> BRIEF
From the records below, determine the number of lines containing "Result". Output that number alone.

> GIVEN INFORMATION
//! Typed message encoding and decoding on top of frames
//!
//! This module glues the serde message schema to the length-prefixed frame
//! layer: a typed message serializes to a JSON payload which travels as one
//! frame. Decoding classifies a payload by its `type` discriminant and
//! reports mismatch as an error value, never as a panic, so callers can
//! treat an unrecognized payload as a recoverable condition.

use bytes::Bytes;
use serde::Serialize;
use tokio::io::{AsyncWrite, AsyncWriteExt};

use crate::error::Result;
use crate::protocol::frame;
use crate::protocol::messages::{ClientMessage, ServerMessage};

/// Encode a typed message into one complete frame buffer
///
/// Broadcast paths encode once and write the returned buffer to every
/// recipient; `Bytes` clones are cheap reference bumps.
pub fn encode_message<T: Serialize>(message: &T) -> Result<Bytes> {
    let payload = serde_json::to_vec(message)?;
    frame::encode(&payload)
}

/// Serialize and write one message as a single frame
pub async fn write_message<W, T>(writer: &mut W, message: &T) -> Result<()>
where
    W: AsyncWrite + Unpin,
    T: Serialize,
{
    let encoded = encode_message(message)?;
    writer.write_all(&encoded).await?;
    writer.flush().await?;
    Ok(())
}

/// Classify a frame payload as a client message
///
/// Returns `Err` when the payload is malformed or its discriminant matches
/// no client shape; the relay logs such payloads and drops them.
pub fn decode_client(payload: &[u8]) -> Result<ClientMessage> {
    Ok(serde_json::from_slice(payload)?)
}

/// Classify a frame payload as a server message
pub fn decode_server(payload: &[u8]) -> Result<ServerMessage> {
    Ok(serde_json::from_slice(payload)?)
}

...

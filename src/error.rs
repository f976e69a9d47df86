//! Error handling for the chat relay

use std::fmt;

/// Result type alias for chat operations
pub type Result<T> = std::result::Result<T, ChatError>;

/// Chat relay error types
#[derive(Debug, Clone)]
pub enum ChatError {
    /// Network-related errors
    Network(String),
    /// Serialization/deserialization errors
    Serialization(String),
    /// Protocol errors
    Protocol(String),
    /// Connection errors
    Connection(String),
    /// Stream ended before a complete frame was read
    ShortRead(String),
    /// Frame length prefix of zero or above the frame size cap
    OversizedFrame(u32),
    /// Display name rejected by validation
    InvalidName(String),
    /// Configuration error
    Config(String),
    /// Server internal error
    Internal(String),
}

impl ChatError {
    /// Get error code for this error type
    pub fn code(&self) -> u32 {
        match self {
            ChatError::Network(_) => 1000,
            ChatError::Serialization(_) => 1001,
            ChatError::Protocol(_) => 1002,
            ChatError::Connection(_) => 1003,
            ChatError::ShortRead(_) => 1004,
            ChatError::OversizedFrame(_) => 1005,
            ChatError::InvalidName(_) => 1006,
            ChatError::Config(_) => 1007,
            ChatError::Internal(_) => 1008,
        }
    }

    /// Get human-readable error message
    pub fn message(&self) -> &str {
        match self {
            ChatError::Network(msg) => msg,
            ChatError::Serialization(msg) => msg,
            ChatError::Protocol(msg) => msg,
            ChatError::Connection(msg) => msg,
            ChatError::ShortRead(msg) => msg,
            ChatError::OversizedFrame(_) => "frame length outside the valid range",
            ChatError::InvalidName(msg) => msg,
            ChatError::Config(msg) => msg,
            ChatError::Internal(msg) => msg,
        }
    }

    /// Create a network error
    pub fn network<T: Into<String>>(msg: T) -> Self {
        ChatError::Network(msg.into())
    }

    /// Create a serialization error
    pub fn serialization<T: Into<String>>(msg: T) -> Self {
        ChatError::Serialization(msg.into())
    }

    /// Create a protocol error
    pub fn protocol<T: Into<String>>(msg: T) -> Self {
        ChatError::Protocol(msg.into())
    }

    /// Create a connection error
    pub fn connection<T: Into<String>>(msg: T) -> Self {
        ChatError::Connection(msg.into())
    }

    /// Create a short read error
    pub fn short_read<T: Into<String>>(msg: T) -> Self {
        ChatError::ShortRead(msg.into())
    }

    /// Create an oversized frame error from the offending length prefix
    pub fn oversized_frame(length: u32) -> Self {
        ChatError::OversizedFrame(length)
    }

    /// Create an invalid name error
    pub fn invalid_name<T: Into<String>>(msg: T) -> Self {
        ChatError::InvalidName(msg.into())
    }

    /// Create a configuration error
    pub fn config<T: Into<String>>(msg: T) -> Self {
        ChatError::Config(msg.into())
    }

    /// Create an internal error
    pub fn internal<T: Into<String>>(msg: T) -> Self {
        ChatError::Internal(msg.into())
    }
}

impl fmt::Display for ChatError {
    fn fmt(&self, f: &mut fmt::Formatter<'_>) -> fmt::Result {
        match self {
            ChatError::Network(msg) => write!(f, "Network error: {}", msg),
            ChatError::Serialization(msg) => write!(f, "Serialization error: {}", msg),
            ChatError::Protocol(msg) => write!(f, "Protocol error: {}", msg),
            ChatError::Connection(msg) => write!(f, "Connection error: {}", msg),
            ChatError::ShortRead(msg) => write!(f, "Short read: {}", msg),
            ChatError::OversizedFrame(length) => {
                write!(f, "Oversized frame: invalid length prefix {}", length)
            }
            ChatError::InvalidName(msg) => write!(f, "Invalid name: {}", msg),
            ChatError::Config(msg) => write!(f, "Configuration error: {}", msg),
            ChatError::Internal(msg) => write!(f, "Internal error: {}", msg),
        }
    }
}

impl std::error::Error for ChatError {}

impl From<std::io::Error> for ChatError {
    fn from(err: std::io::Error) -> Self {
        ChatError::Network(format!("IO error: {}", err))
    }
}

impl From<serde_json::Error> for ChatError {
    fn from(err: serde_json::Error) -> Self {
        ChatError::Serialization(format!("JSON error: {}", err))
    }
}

> COMPLETED TASK
8